The die was cast! What used to be many people worst fear, especially critics of Communism like my father, had now become a reality. Communism had finally taken center stage in “Cambodian politics”. The Khmer Rouge had not only succeeded in putting an end to the Cambodian civil conflict but also brought Communism in its purest form to Cambodia. Now that Communism was being implemented and everything related to Capitalism was being denounced, the remaining question was what would happen to those who had been born a capitalist and used to live the life of a capitalist? There seemed to be no comprehensible answer to such a question. However, if one were to look at the history of the former Soviet Union, Eastern Europe, and China as they undertook Communism endeavors, the future of Cambodia under the Khmer Rouge’s Communist vision could very well end up with similar outcomes – destruction of a significant segment of population and society.

Upon learning of the Khmer Rouge’s policy and what would be in store for us in the near future, we decided to move to the eastern part of the country, the area where we were originally from, and where most of our relatives were residing. But our request to the Khmer Rouge’s cadres for permission to cross the Mekong River was temporarily put on hold, for lack of means to transport people across the river.

A few days later, we were told to move to the next village called Chamkar Samseb (30 Farms Village) where local Khmer Rouge cadres would organize boats to transport people across the Mekong River to the eastern part of the country. So we, along with many other families, went to stay at Chamkar Samseb village to wait for the Khmer Rouge to transport us across the river. While we were at Chamkar Samseb, the Khmer Rouge cadres had ordered every family to write down an autobiographical report to Angkar. At first everyone was sort of puzzled about the Khmer Rouge’s directive as to whether one should write a detailed life story or just highlight major accomplishments in life. Just as my father was preparing to write the family’s autobiography, a fellow evacuee surreptitiously told him not to report anything that might implicate the family with the widely denounced capitalist and bourgeois classes. That fellow evacuee told my father that he had just met one of his relatives, a high ranking Khmer Rouge official, who solemnly told him to be very, very careful when reporting the autobiography to Angkar, especially anything that Angkar denounced should not be mentioned on the record.

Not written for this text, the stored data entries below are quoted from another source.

//! Tabular element rows.

use crate::model::{Element, ElementRow, PrimaryPagePolicy};

/// Project elements onto one row each, keyed by document uri.
///
/// Page id and coordinates come from the primary bounding box selected by
/// `policy`; elements without boxes get empty geometry.
pub fn element_rows(uri: &str, elements: &[Element], policy: PrimaryPagePolicy) -> Vec<ElementRow> {
    elements
        .iter()
        .map(|e| ElementRow::from_element(uri, e, policy))
        .collect()
}

#[cfg(test)]
mod tests {
    use super::*;
    use crate::model::BoundingBox;

    #[test]
    fn test_rows_follow_element_order() {
        let elements = vec![
            Element::new(0, "text")
                .with_content("Hello")
                .with_box(BoundingBox::new(1, [0.0, 0.0, 10.0, 10.0])),
            Element::new(1, "figure").with_description("A chart"),
        ];

        let rows = element_rows("a.pdf", &elements, PrimaryPagePolicy::FirstBox);
        assert_eq!(rows.len(), 2);
        assert_eq!(rows[0].page_id, Some(1));
        assert_eq!(rows[0].x1, Some(10.0));
        assert_eq!(rows[1].element_type, "figure");
        assert!(rows[1].page_id.is_none());
        assert!(rows.iter().all(|r| r.doc_uri == "a.pdf"));
    }
}
//! Rendering module: text assembly, element rows and JSON output.

mod cleanup;
mod json;
mod options;
mod result;
mod rows;
mod text;

pub use cleanup::{CleanupOptions, CleanupPipeline, CleanupPreset};
pub use json::{to_json, to_json_lines, JsonFormat};
pub use options::{AssembleOptions, DEFAULT_SEPARATOR};
pub use result::AssemblyStats;
pub use rows::element_rows;
pub use text::{assemble, Assembler};
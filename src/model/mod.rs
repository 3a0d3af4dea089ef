//! Data model for parsed documents.
//!
//! These types sit between the document parser and the text assembler:
//! raw parser output (`ParseResult`) is flattened into `Element`s, which are
//! assembled into one `DocumentText` per source `Document`.

mod document;
mod element;
mod parse_result;

pub use document::{Document, DocumentText};
pub use element::{BoundingBox, Element, ElementRow, PrimaryPagePolicy};
pub(crate) use parse_result::json_kind;
pub use parse_result::{ErrorEntry, ErrorStatus, ParseResult, ParsedDocument};
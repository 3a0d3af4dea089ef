//! Integration tests for the corpus-to-text pipeline.

use std::fs;
use std::sync::Arc;

use docflat::corpus::{CorpusOptions, CorpusSource, FormatFilter, LocalCorpus, VolumeLocation};
use docflat::error::Error;
use docflat::model::{Document, ParseResult};
use docflat::parser::{DocumentParser, FlattenOptions, FnParser, SidecarParser};
use docflat::pipeline::{OutcomeStatus, Pipeline, PipelineOptions};
use docflat::render::to_json_lines;

const HELLO_CHART: &str = r#"{
    "document": {
        "pages": [{"id": 0}],
        "elements": [
            {"type": "text", "content": "Hello", "bbox": [{"page_id": 1, "coord": [0, 0, 10, 10]}]},
            {"type": "figure", "content": null, "description": "A chart"}
        ]
    },
    "corrupted_data": false,
    "error_status": null,
    "metadata": {"version": "2.0"}
}"#;

const CORRUPTED: &str = r#"{"document": {"elements": null}, "corrupted_data": true, "error_status": null}"#;

const ERRORED: &str = r#"{
    "document": {"elements": []},
    "corrupted_data": false,
    "error_status": [{"error_message": "page could not be rendered", "page_id": 3}]
}"#;

/// Writes documents and their sidecars into a temporary corpus.
fn corpus_fixture(entries: &[(&str, Option<&str>)]) -> tempfile::TempDir {
    let dir = tempfile::tempdir().unwrap();
    for (name, parsed) in entries {
        fs::write(dir.path().join(name), b"%PDF-1.4\n%binary").unwrap();
        if let Some(parsed) = parsed {
            fs::write(dir.path().join(format!("{}.parsed.json", name)), parsed).unwrap();
        }
    }
    dir
}

#[test]
fn test_round_trip_through_corpus() {
    let dir = corpus_fixture(&[("report.pdf", Some(HELLO_CHART))]);
    let corpus = LocalCorpus::new(dir.path())
        .with_options(CorpusOptions::new().with_pattern("*.pdf").unwrap());

    let pipeline = Pipeline::new(Arc::new(SidecarParser::new()));
    let report = pipeline.process_corpus(&corpus).unwrap();

    assert_eq!(report.total(), 1);
    assert!(report.all_succeeded());
    let texts = report.texts();
    assert!(texts[0].uri.ends_with("report.pdf"));
    assert_eq!(texts[0].text, "Hello\nA chart");
}

#[test]
fn test_failures_are_isolated() {
    let dir = corpus_fixture(&[
        ("a.pdf", Some(HELLO_CHART)),
        ("b.pdf", Some(CORRUPTED)),
        ("c.pdf", Some(HELLO_CHART)),
    ]);
    let corpus = LocalCorpus::new(dir.path())
        .with_options(CorpusOptions::new().with_pattern("*.pdf").unwrap());

    let report = Pipeline::new(Arc::new(SidecarParser::new()))
        .process_corpus(&corpus)
        .unwrap();

    assert_eq!(report.succeeded, 2);
    assert_eq!(report.failed, 1);

    let failed = report.failures().next().unwrap();
    assert!(failed.uri.ends_with("b.pdf"));
    match &failed.status {
        OutcomeStatus::Failed { error_kind, reason } => {
            assert_eq!(error_kind, "document_parse_failure");
            assert!(reason.contains("corrupted"));
        }
        OutcomeStatus::Succeeded { .. } => panic!("expected failure"),
    }
}

#[test]
fn test_error_status_and_missing_sidecar_fail_separately() {
    let dir = corpus_fixture(&[
        ("errored.pdf", Some(ERRORED)),
        ("missing.pdf", None),
        ("ok.pdf", Some(HELLO_CHART)),
    ]);
    let corpus = LocalCorpus::new(dir.path())
        .with_options(CorpusOptions::new().with_pattern("*.pdf").unwrap());

    let report = Pipeline::new(Arc::new(SidecarParser::new()))
        .with_options(PipelineOptions::new().sequential())
        .process_corpus(&corpus)
        .unwrap();

    let reasons: Vec<_> = report
        .outcomes
        .iter()
        .map(|o| o.failure_reason().map(str::to_string))
        .collect();

    assert!(reasons[0]
        .as_deref()
        .is_some_and(|r| r.contains("page could not be rendered")));
    assert!(reasons[1].as_deref().is_some_and(|r| r.contains("no parser output")));
    assert!(reasons[2].is_none());
}

#[test]
fn test_empty_document_is_not_a_failure() {
    let empty = r#"{"document": {"pages": [], "elements": []}, "corrupted_data": false}"#;
    let dir = corpus_fixture(&[("blank.pdf", Some(empty))]);
    let report = Pipeline::new(Arc::new(SidecarParser::new()))
        .process_corpus(&LocalCorpus::new(dir.path()).with_options(
            CorpusOptions::new().with_pattern("*.pdf").unwrap(),
        ))
        .unwrap();

    assert!(report.all_succeeded());
    assert_eq!(report.outcomes[0].text(), Some(""));
}

#[test]
fn test_sidecars_in_separate_directory() {
    let docs = tempfile::tempdir().unwrap();
    let parsed = tempfile::tempdir().unwrap();
    fs::write(docs.path().join("scan.png"), b"\x89PNG\r\n\x1a\n").unwrap();
    fs::write(docs.path().join("notes.txt"), b"plain").unwrap();
    fs::write(parsed.path().join("scan.png.out.json"), HELLO_CHART).unwrap();

    let corpus = LocalCorpus::new(docs.path())
        .with_options(CorpusOptions::new().with_format(FormatFilter::parse("pdf,png").unwrap()));
    let parser = SidecarParser::new()
        .with_suffix(".out.json")
        .with_output_dir(parsed.path());

    let report = Pipeline::new(Arc::new(parser))
        .process_corpus(&corpus)
        .unwrap();

    assert_eq!(report.total(), 1);
    assert_eq!(report.outcomes[0].text(), Some("Hello\nA chart"));
}

#[test]
fn test_strict_mode_fails_whole_document() {
    let malformed = r#"{"document": {"elements": [
        {"type": "text", "content": "kept"},
        {"type": "text", "content": "bad box", "bbox": [{"page_id": 1, "coord": [0, 0]}]}
    ]}}"#;

    let parser: Arc<dyn DocumentParser> = Arc::new(FnParser::new("inline", move |_: &Document| {
        ParseResult::from_json(malformed)
    }));
    let documents = vec![Document::new("m.pdf", Vec::new())];

    let lenient = Pipeline::new(parser.clone()).process_batch(&documents);
    assert_eq!(lenient.outcomes[0].text(), Some("kept"));

    let strict = Pipeline::new(parser)
        .with_options(PipelineOptions::new().with_flatten_options(FlattenOptions::new().strict()))
        .process_batch(&documents);
    match &strict.outcomes[0].status {
        OutcomeStatus::Failed { error_kind, .. } => {
            assert_eq!(error_kind, "malformed_element_shape")
        }
        OutcomeStatus::Succeeded { .. } => panic!("strict mode should fail"),
    }
}

#[test]
fn test_parser_error_is_retained() {
    let parser = FnParser::new("offline", |doc: &Document| {
        Err(Error::Parser(format!("endpoint unavailable for {}", doc.uri)))
    });
    let report = Pipeline::new(Arc::new(parser))
        .process_batch(&[Document::new("x.pdf", Vec::new())]);

    assert_eq!(
        report.outcomes[0].failure_reason(),
        Some("Parser error: endpoint unavailable for x.pdf")
    );
}

#[test]
fn test_outcomes_serialize_as_json_lines() {
    let dir = corpus_fixture(&[("a.pdf", Some(HELLO_CHART)), ("b.pdf", Some(CORRUPTED))]);
    let report = Pipeline::new(Arc::new(SidecarParser::new()))
        .process_corpus(&LocalCorpus::new(dir.path()).with_options(
            CorpusOptions::new().with_pattern("*.pdf").unwrap(),
        ))
        .unwrap();

    let lines = to_json_lines(&report.outcomes).unwrap();
    let parsed: Vec<serde_json::Value> = lines
        .lines()
        .map(|l| serde_json::from_str(l).unwrap())
        .collect();

    assert_eq!(parsed.len(), 2);
    assert_eq!(parsed[0]["status"], "succeeded");
    assert_eq!(parsed[0]["text"], "Hello\nA chart");
    assert_eq!(parsed[1]["status"], "failed");
}

#[test]
fn test_volume_location_corpus() {
    let mount = tempfile::tempdir().unwrap();
    let location = VolumeLocation::new("main", "docs");
    let root = location.resolve(mount.path());
    fs::create_dir_all(&root).unwrap();
    fs::write(root.join("a.pdf"), b"%PDF-1.5").unwrap();

    let corpus = LocalCorpus::from_volume(&location, mount.path());
    assert_eq!(corpus.root(), root.as_path());
    assert_eq!(corpus.documents().unwrap().len(), 1);
}
//! Parser output types.
//!
//! `ParseResult` mirrors the variant returned by the managed
//! `ai_parse_document` function:
//!
//! ```json
//! {
//!   "document": { "pages": [...], "elements": [...] },
//!   "corrupted_data": false,
//!   "error_status": null,
//!   "metadata": { "id": "...", "version": "..." }
//! }
//! ```
//!
//! Element records are kept as raw JSON values so the flattener can reject
//! a single malformed element without losing the rest of the document.

use crate::error::Result;
use serde::de::{self, Deserializer};
use serde::{Deserialize, Serialize};
use serde_json::{Map, Value};

/// The structured output of the document parser for one document.
#[derive(Debug, Clone, Default, PartialEq, Serialize, Deserialize)]
pub struct ParseResult {
    /// Parsed document body
    #[serde(default, skip_serializing_if = "Option::is_none")]
    pub document: Option<ParsedDocument>,

    /// Top-level pages, for parsers that do not nest under `document`
    #[serde(default, skip_serializing_if = "Option::is_none")]
    pub pages: Option<Vec<Value>>,

    /// Top-level elements, for parsers that do not nest under `document`
    #[serde(
        default,
        deserialize_with = "deserialize_elements",
        skip_serializing_if = "Option::is_none"
    )]
    pub elements: Option<Vec<Value>>,

    /// Whether the parser flagged the input as corrupted
    #[serde(
        default,
        rename = "corrupted_data",
        alias = "corrupted",
        deserialize_with = "null_as_default"
    )]
    pub corrupted: bool,

    /// Error reported by the parser, if any
    #[serde(
        default,
        rename = "error_status",
        alias = "errorStatus",
        skip_serializing_if = "Option::is_none"
    )]
    pub error_status: Option<ErrorStatus>,

    /// Parser metadata (opaque)
    #[serde(default, deserialize_with = "null_as_default")]
    pub metadata: Map<String, Value>,
}

impl ParseResult {
    /// Decode parser output from JSON bytes.
    pub fn from_slice(data: &[u8]) -> Result<Self> {
        Ok(serde_json::from_slice(data)?)
    }

    /// Decode parser output from a JSON string.
    pub fn from_json(json: &str) -> Result<Self> {
        Ok(serde_json::from_str(json)?)
    }

    /// Decode parser output from an already-parsed JSON value.
    pub fn from_value(value: Value) -> Result<Self> {
        Ok(serde_json::from_value(value)?)
    }

    /// Create a successful result holding the given raw elements.
    pub fn with_elements(elements: Vec<Value>) -> Self {
        Self {
            document: Some(ParsedDocument {
                pages: Vec::new(),
                elements: Some(elements),
            }),
            ..Default::default()
        }
    }

    /// Create a result flagged as corrupted.
    pub fn corrupted() -> Self {
        Self {
            corrupted: true,
            ..Default::default()
        }
    }

    /// Attach an error status.
    pub fn with_error_status(mut self, status: ErrorStatus) -> Self {
        self.error_status = Some(status);
        self
    }

    /// Raw element records, `None` when the parser supplied none.
    pub fn elements(&self) -> Option<&[Value]> {
        self.document
            .as_ref()
            .and_then(|d| d.elements.as_deref())
            .or(self.elements.as_deref())
    }

    /// Raw page records.
    pub fn pages(&self) -> &[Value] {
        match self.document.as_ref() {
            Some(doc) if !doc.pages.is_empty() => &doc.pages,
            _ => self.pages.as_deref().unwrap_or(&[]),
        }
    }

    /// Number of pages reported by the parser.
    pub fn page_count(&self) -> usize {
        self.pages().len()
    }

    /// Check if the parser reported corruption or an error status.
    pub fn is_failed(&self) -> bool {
        self.corrupted || self.error_status.as_ref().is_some_and(ErrorStatus::is_set)
    }

    /// Human-readable reason for a failed result, `None` on success.
    pub fn failure_reason(&self) -> Option<String> {
        let mut reasons = Vec::new();
        if self.corrupted {
            reasons.push("parser flagged the document as corrupted".to_string());
        }
        if let Some(status) = self.error_status.as_ref().filter(|s| s.is_set()) {
            reasons.push(format!("error status: {}", status.describe()));
        }
        if reasons.is_empty() {
            None
        } else {
            Some(reasons.join("; "))
        }
    }
}

/// The `document` body of a parse result.
#[derive(Debug, Clone, Default, PartialEq, Serialize, Deserialize)]
pub struct ParsedDocument {
    /// Page records (opaque)
    #[serde(default, deserialize_with = "null_as_default")]
    pub pages: Vec<Value>,

    /// Element records in reading order
    #[serde(
        default,
        deserialize_with = "deserialize_elements",
        skip_serializing_if = "Option::is_none"
    )]
    pub elements: Option<Vec<Value>>,
}

/// Error descriptor reported by the parser.
///
/// The managed function reports an array of `{error_message, page_id}`
/// entries; bare strings and single objects are accepted as well.
#[derive(Debug, Clone, PartialEq, Serialize, Deserialize)]
#[serde(untagged)]
pub enum ErrorStatus {
    /// Free-form message
    Message(String),
    /// List of per-page errors
    Entries(Vec<ErrorEntry>),
    /// A single error
    Entry(ErrorEntry),
}

impl ErrorStatus {
    /// Create an error status from a message.
    pub fn message(message: impl Into<String>) -> Self {
        ErrorStatus::Message(message.into())
    }

    /// Empty strings and empty lists do not count as errors.
    pub fn is_set(&self) -> bool {
        match self {
            ErrorStatus::Message(m) => !m.trim().is_empty(),
            ErrorStatus::Entries(entries) => !entries.is_empty(),
            ErrorStatus::Entry(_) => true,
        }
    }

    /// Render the status as a single line.
    pub fn describe(&self) -> String {
        match self {
            ErrorStatus::Message(m) => m.trim().to_string(),
            ErrorStatus::Entries(entries) => entries
                .iter()
                .map(ErrorEntry::describe)
                .collect::<Vec<_>>()
                .join("; "),
            ErrorStatus::Entry(entry) => entry.describe(),
        }
    }
}

/// One error reported by the parser.
#[derive(Debug, Clone, Default, PartialEq, Serialize, Deserialize)]
pub struct ErrorEntry {
    /// Error message
    #[serde(default, alias = "errorMessage", alias = "message")]
    pub error_message: Option<String>,

    /// Page the error refers to
    #[serde(default, alias = "pageId")]
    pub page_id: Option<i64>,
}

impl ErrorEntry {
    fn describe(&self) -> String {
        let message = self.error_message.as_deref().unwrap_or("unspecified error");
        match self.page_id {
            Some(page) => format!("{} (page {})", message, page),
            None => message.to_string(),
        }
    }
}

fn null_as_default<'de, D, T>(deserializer: D) -> std::result::Result<T, D::Error>
where
    D: Deserializer<'de>,
    T: Default + Deserialize<'de>,
{
    Ok(Option::<T>::deserialize(deserializer)?.unwrap_or_default())
}

/// Elements arrive either as an array or, when projected through a string
/// column, as a JSON-encoded array.
fn deserialize_elements<'de, D>(deserializer: D) -> std::result::Result<Option<Vec<Value>>, D::Error>
where
    D: Deserializer<'de>,
{
    match Option::<Value>::deserialize(deserializer)? {
        None | Some(Value::Null) => Ok(None),
        Some(Value::Array(items)) => Ok(Some(items)),
        Some(Value::String(encoded)) => match serde_json::from_str::<Value>(&encoded) {
            Ok(Value::Array(items)) => Ok(Some(items)),
            Ok(Value::Null) => Ok(None),
            Ok(other) => Err(de::Error::custom(format!(
                "encoded elements must be an array, found {}",
                json_kind(&other)
            ))),
            Err(e) => Err(de::Error::custom(format!("invalid encoded elements: {}", e))),
        },
        Some(other) => Err(de::Error::custom(format!(
            "elements must be an array, found {}",
            json_kind(&other)
        ))),
    }
}

pub(crate) fn json_kind(value: &Value) -> &'static str {
    match value {
        Value::Null => "null",
        Value::Bool(_) => "boolean",
        Value::Number(_) => "number",
        Value::String(_) => "string",
        Value::Array(_) => "array",
        Value::Object(_) => "object",
    }
}

#[cfg(test)]
mod tests {
    use super::*;
    use serde_json::json;

    #[test]
    fn test_decode_managed_shape() {
        let result = ParseResult::from_value(json!({
            "document": {
                "pages": [{"id": 0, "image_uri": null}, {"id": 1, "image_uri": null}],
                "elements": [{"id": 0, "type": "text", "content": "Hi", "bbox": []}]
            },
            "corrupted_data": null,
            "error_status": null,
            "metadata": {"id": "abc", "version": "2.0"}
        }))
        .unwrap();

        assert!(!result.is_failed());
        assert_eq!(result.page_count(), 2);
        assert_eq!(result.elements().map(|e| e.len()), Some(1));
        assert_eq!(result.metadata.get("version"), Some(&json!("2.0")));
    }

    #[test]
    fn test_decode_top_level_shape() {
        let result = ParseResult::from_json(
            r#"{"elements": [{"type": "text"}], "pages": [{}], "corrupted": false}"#,
        )
        .unwrap();
        assert_eq!(result.elements().map(|e| e.len()), Some(1));
        assert_eq!(result.page_count(), 1);
    }

    #[test]
    fn test_decode_string_encoded_elements() {
        let result = ParseResult::from_value(json!({
            "document": {"elements": "[{\"type\": \"text\", \"content\": \"a\"}]"}
        }))
        .unwrap();
        assert_eq!(result.elements().map(|e| e.len()), Some(1));

        let err = ParseResult::from_value(json!({"document": {"elements": 42}}));
        assert!(err.is_err());
    }

    #[test]
    fn test_absent_elements() {
        let result = ParseResult::from_json(r#"{"document": {"pages": []}}"#).unwrap();
        assert!(result.elements().is_none());

        let result = ParseResult::from_json(r#"{"document": {"elements": null}}"#).unwrap();
        assert!(result.elements().is_none());
    }

    #[test]
    fn test_error_status_shapes() {
        let result = ParseResult::from_value(json!({
            "error_status": [{"error_message": "timeout", "page_id": 4}]
        }))
        .unwrap();
        assert!(result.is_failed());
        assert_eq!(
            result.failure_reason().unwrap(),
            "error status: timeout (page 4)"
        );

        let result = ParseResult::from_value(json!({"error_status": "quota exceeded"})).unwrap();
        assert!(result.is_failed());

        let result = ParseResult::from_value(json!({"error_status": {"message": "bad"}})).unwrap();
        assert!(result.is_failed());

        let result = ParseResult::from_value(json!({"error_status": []})).unwrap();
        assert!(!result.is_failed());

        let result = ParseResult::from_value(json!({"error_status": "  "})).unwrap();
        assert!(!result.is_failed());
    }

    #[test]
    fn test_failure_reason_combines_flags() {
        let result = ParseResult::corrupted().with_error_status(ErrorStatus::message("unreadable"));
        let reason = result.failure_reason().unwrap();
        assert!(reason.contains("corrupted"));
        assert!(reason.contains("unreadable"));

        assert!(ParseResult::default().failure_reason().is_none());
    }
}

Before long, we heard rumors that the Khmer Rouge’s leadership wanted to recruit former civil servants and educated people to help rebuild the country. There were places where people could enlist their names and be recruited. Upon hearing the recruitment rumors, my father wanted to report to the Khmer Rouge of his public servant background and seek job opportunity with them. However, when he discussed his idea with my mother, she vehemently objected it, for there was so much suspicion about the Khmer Rouge’s motives. As we were to learn later on, the Khmer Rouge’s recruitment was just a ploy to round up former Lon Nol government officials and those whom they deemed as class enemies to be executed. Thank heaven for my mother’s gut feeling; otherwise, my father would have been dead under the Khmer Rouge’s hands at that point.